Ochota Barrels | Basket Range, Adelaide Hills, South Australia
Founded 2008 • Taras & Amber Ochota • Punk Rock • Surf • Minimal Intervention • Basket Range, Adelaide Hills • Low Alcohol • High Energy

Punk Rock, Surf & Wine

Taras Ochota was a bass player, punk rocker, surfer, and one of the most influential winemakers Australia has ever produced. The Ochota Barrels tale began on a surf trip in late 2000 along the Mexican west coast in a Volkswagen campervan — a final destination after travelling some of the world's best wine and surf regions. Taras and Amber conceived the idea to make beautiful holistic wines back home in South Australia. They settled on 9.6 steep gorgeous acres tucked away deep in the Basket Range of the Adelaide Hills. The wines — named after punk bands, songs, and surf culture — are low-alcohol, high-acid, minimal-intervention expressions of old vines and exceptional sites. Tragically, Taras passed away in October 2020 after a lengthy battle with an auto-immune disease. Amber continues the legacy with their father Yari and winemaker Lucas Armstrong, forging her own path while honouring the recipes Taras wrote for her just hours before his death. The wines sell out within days of release. The Rolling Stones bought out the entire inventory when they toured Australia in 2014. This is not just a winery — it is a movement.

2008
First Vintage
11%
Typical ABV
18
Wine Labels
Basket Range • Adelaide Hills • South Australia

From the Ukraine to the Stage

Taras Ochota's grandfather migrated to Australia from Ukraine just after WWII and planted a vineyard in the Clare Valley. When Taras was young, he'd help pick grapes and sometimes drive the tractor — "until I'd take a vine out and be back on the snips." His dad and uncles worked there all weekend, and there'd be long lunches where they'd drink wine out of recycled Vegemite glasses. They sold the property in the '80s when his grandfather passed, but that spark of interest never died. The Ukrainian family were making minimal-intervention wine long before it became the 'hot new thing' — everything grown without chemicals, wines made without sulfur additions. This lo-fi approach and lack of pretence shaped Taras's attitude to wine and life forever.
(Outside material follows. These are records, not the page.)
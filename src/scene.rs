//! Scene container holding ellipse nodes in paint order.
//!
//! The scene owns its nodes, renders them back to front through an
//! [`Offset`] surface so each node sees its own local origin, and persists
//! itself as JSON.

use crate::ellipse::EllipseNode;
use crate::surface::{DrawingSurface, Offset};
use crate::types::*;
use serde::{Deserialize, Serialize};
use std::collections::HashSet;
use thiserror::Error;

/// Errors raised while rebuilding a scene from its saved form.
#[derive(Debug, Error, PartialEq, Eq)]
pub enum SceneError {
    /// A saved node carries a type tag this crate cannot rebuild
    #[error("expected a node of type {expected}, found {found}")]
    UnexpectedClassType {
        /// The tag this node type accepts
        expected: &'static str,
        /// The tag found in the input
        found: String,
    },
    /// Two saved nodes carry the same id
    #[error("duplicate node id {0}")]
    DuplicateNodeId(NodeId),
}

/// Axis-aligned bounds in scene coordinates.
#[derive(Debug, Clone, Copy, PartialEq)]
pub struct Bounds {
    /// Smallest x covered
    pub min_x: f64,
    /// Smallest y covered
    pub min_y: f64,
    /// Largest x covered
    pub max_x: f64,
    /// Largest y covered
    pub max_y: f64,
}

impl Bounds {
    /// Width of the bounds.
    pub fn width(&self) -> f64 {
        self.max_x - self.min_x
    }

    /// Height of the bounds.
    pub fn height(&self) -> f64 {
        self.max_y - self.min_y
    }
}

/// An ordered collection of nodes. Later nodes paint over earlier ones.
///
/// Node ids are unique within a scene; loading input that repeats an id fails
/// with [`SceneError::DuplicateNodeId`].
#[derive(Debug, Clone, Default, Serialize, Deserialize)]
#[serde(try_from = "SceneRecord")]
pub struct Scene {
    /// Nodes in paint order (back to front)
    pub nodes: Vec<EllipseNode>,
}

/// Saved form of a scene, checked before it becomes a [`Scene`].
#[derive(Deserialize)]
struct SceneRecord {
    #[serde(default)]
    nodes: Vec<EllipseNode>,
}

impl TryFrom<SceneRecord> for Scene {
    type Error = SceneError;

    fn try_from(record: SceneRecord) -> Result<Self, Self::Error> {
        let mut seen = HashSet::with_capacity(record.nodes.len());
        let duplicate = record
            .nodes
            .iter()
            .map(EllipseNode::id)
            .find(|id| !seen.insert(*id));
        if let Some(id) = duplicate {
            return Err(SceneError::DuplicateNodeId(id));
        }
        Ok(Self {
            nodes: record.nodes,
        })
    }
}

impl Scene {
    /// Creates an empty scene.
    pub fn new() -> Self {
        Self::default()
    }

    /// Serialize the scene to JSON string
    pub fn to_json(&self) -> Result<String, serde_json::Error> {
        serde_json::to_string_pretty(self)
    }

    /// Deserialize a scene from JSON string
    pub fn from_json(json: &str) -> Result<Self, serde_json::Error> {
        serde_json::from_str(json)
    }

    /// Appends a node on top of the scene and returns its ID.
    pub fn add_node(&mut self, node: EllipseNode) -> NodeId {
        let id = node.id();
        self.nodes.push(node);
        id
    }

    /// Inserts a node at a given paint index, clamped to the node count.
    pub fn insert_node(&mut self, index: usize, node: EllipseNode) -> NodeId {
        let id = node.id();
        let index = index.min(self.nodes.len());
        self.nodes.insert(index, node);
        id
    }

    /// Removes a node, returning it together with its former paint index.
    pub fn remove_node(&mut self, node_id: &NodeId) -> Option<(usize, EllipseNode)> {
        let index = self.index_of(node_id)?;
        Some((index, self.nodes.remove(index)))
    }

    /// Paint index of a node.
    pub fn index_of(&self, node_id: &NodeId) -> Option<usize> {
        self.nodes.iter().position(|n| n.id() == *node_id)
    }

    /// Looks up a node by ID.
    pub fn node(&self, node_id: &NodeId) -> Option<&EllipseNode> {
        self.nodes.iter().find(|n| n.id() == *node_id)
    }

    /// Looks up a node by ID for modification.
    pub fn node_mut(&mut self, node_id: &NodeId) -> Option<&mut EllipseNode> {
        self.nodes.iter_mut().find(|n| n.id() == *node_id)
    }

    /// Copies a node and places the copy directly above the original.
    ///
    /// # Returns
    ///
    /// The ID of the copy, or `None` if the original doesn't exist.
    pub fn copy_node(&mut self, node_id: &NodeId) -> Option<NodeId> {
        let index = self.index_of(node_id)?;
        let copy = self.nodes[index].copy();
        Some(self.insert_node(index + 1, copy))
    }

    /// Finds the topmost visible, clickable node whose bounding box contains
    /// the point.
    pub fn node_at(&self, x: f64, y: f64) -> Option<NodeId> {
        self.nodes
            .iter()
            .rev()
            .find(|n| {
                let props = n.properties();
                props.is_visible && props.is_clickable && n.base().contains(x, y)
            })
            .map(EllipseNode::id)
    }

    /// Union of the bounding boxes of all visible nodes.
    pub fn bounds(&self) -> Option<Bounds> {
        self.nodes
            .iter()
            .filter(|n| n.properties().is_visible)
            .map(|n| {
                let Position { x, y } = n.position();
                let Dimension { width, height } = n.dimension();
                Bounds {
                    min_x: x.min(x + width),
                    min_y: y.min(y + height),
                    max_x: x.max(x + width),
                    max_y: y.max(y + height),
                }
            })
            .reduce(|a, b| Bounds {
                min_x: a.min_x.min(b.min_x),
                min_y: a.min_y.min(b.min_y),
                max_x: a.max_x.max(b.max_x),
                max_y: a.max_y.max(b.max_y),
            })
    }

    /// Renders every visible node back to front.
    ///
    /// Each node's style is applied to the surface first, then the node draws
    /// through an [`Offset`] so that its local origin is its position.
    pub fn render<S: DrawingSurface>(&self, surface: &mut S) -> Result<(), S::Error> {
        for node in self.nodes.iter().filter(|n| n.properties().is_visible) {
            surface.set_style(&node.properties().style)?;
            let mut local = Offset::new(surface, node.position());
            node.render(&mut local)?;
        }
        Ok(())
    }
}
After school, Taras completed a degree in hospitality management while playing bass in the punk band Kranktus. They toured the country, played festivals like Big Day Out to crowds of 5,000, and were tipped as the next big thing from Adelaide. But it didn't last. His first jobs after uni were pruning vineyards in McLaren Vale and the Adelaide Hills. He loved it — up early, in nature, working with his hands. He became a vineyard manager, then studied oenology and viticulture at the University of Adelaide's Roseworthy campus. He worked vintages in California — surfing between harvests, playing in bands, living the dream. He settled at Two Hands in the Barossa Valley, then saw a job ad: "Requiring flying winemaker to work throughout Europe, based in Sweden." He fluffed up his resume, applied, and got it.
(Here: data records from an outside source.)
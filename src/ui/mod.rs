//! User interface components for the ellipse scene viewer.
//!
//! # Module Organization
//!
//! - `state` - Application state structures and the main ViewerApp
//! - `canvas` - Canvas navigation, zooming, panning, selection and dragging
//! - `rendering` - Drawing the scene, grid and selection overlay
//! - `file_ops` - Scene save/load through native dialogs
//! - `export` - SVG/PNG export dialogs
//! - `undo` - Undo/redo history

mod canvas;
mod export;
mod file_ops;
mod rendering;
mod state;
mod undo;


pub use state::ViewerApp;
pub use undo::{UndoAction, UndoHistory, UndoableScene};

use self::export::ExportFormat;
use self::state::{PanelEdit, PendingLoadOperation, PendingSaveOperation};
use self::rendering::to_color32;
use crate::types::*;

/// Storage key under which the app state is persisted.
pub(crate) const APP_STATE_KEY: &str = "app_state";

/// One of the three resize operations an ellipse supports.
#[derive(Debug, Clone, Copy, PartialEq)]
pub enum ResizeOp {
    /// Replace the dimension
    To(f64, f64),
    /// Multiply the dimension
    By(f64, f64),
    /// Add to the dimension
    With(f64, f64),
}

impl eframe::App for ViewerApp {
    /// Persist entire app state between restarts.
    fn save(&mut self, storage: &mut dyn eframe::Storage) {
        match self.to_json() {
            Ok(json) => storage.set_string(APP_STATE_KEY, json),
            Err(err) => log::error!("Failed to serialize app state: {err}"),
        }
    }

    /// Main update function called by egui for each frame.
    fn update(&mut self, ctx: &egui::Context, _frame: &mut eframe::Frame) {
        let visuals = if self.settings.dark_mode {
            egui::Visuals::dark()
        } else {
            egui::Visuals::light()
        };
        ctx.set_visuals(visuals);

        self.handle_pending_operations(ctx);
        self.handle_shortcuts(ctx);

        egui::TopBottomPanel::top("toolbar").show(ctx, |ui| {
            self.draw_toolbar(ui);
        });

        let panel = egui::SidePanel::right("properties")
            .resizable(true)
            .default_width(self.settings.properties_panel_width)
            .show(ctx, |ui| {
                egui::ScrollArea::vertical().show(ui, |ui| {
                    self.draw_properties_panel(ui);
                });
            });
        self.settings.properties_panel_width = panel.response.rect.width();

        egui::CentralPanel::default().show(ctx, |ui| {
            self.draw_canvas(ui);
        });
    }
}
#[tokio::main]
async fn main() -> Result<(), eframe::Error> {
    // Set up logging for development
    env_logger::init();

    // Run the viewer; file dialogs are spawned on this runtime
    ellipse_scene::run_app()
}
For three years, Taras and Amber made wine for Oenoforos in Sweden, crafting primarily Italian wines for the Scandinavian monopoly. His main job was making a million litres of Chardonnay each year in Puglia. But that bulk, factory-style wine didn't satisfy his creative instincts. He always dreamed of a small, artisanal label producing handmade wines from excellent organic vineyards. In 2000, in that VW campervan on the Mexican coast, the plan crystallised. By 2008, Ochota Barrels was born — 18 labels, some only 300 bottles, all named after the music that shaped him.

"To me, punk rock is the freedom to create, freedom to be successful, freedom to not be successful, freedom to be who you are. It's freedom."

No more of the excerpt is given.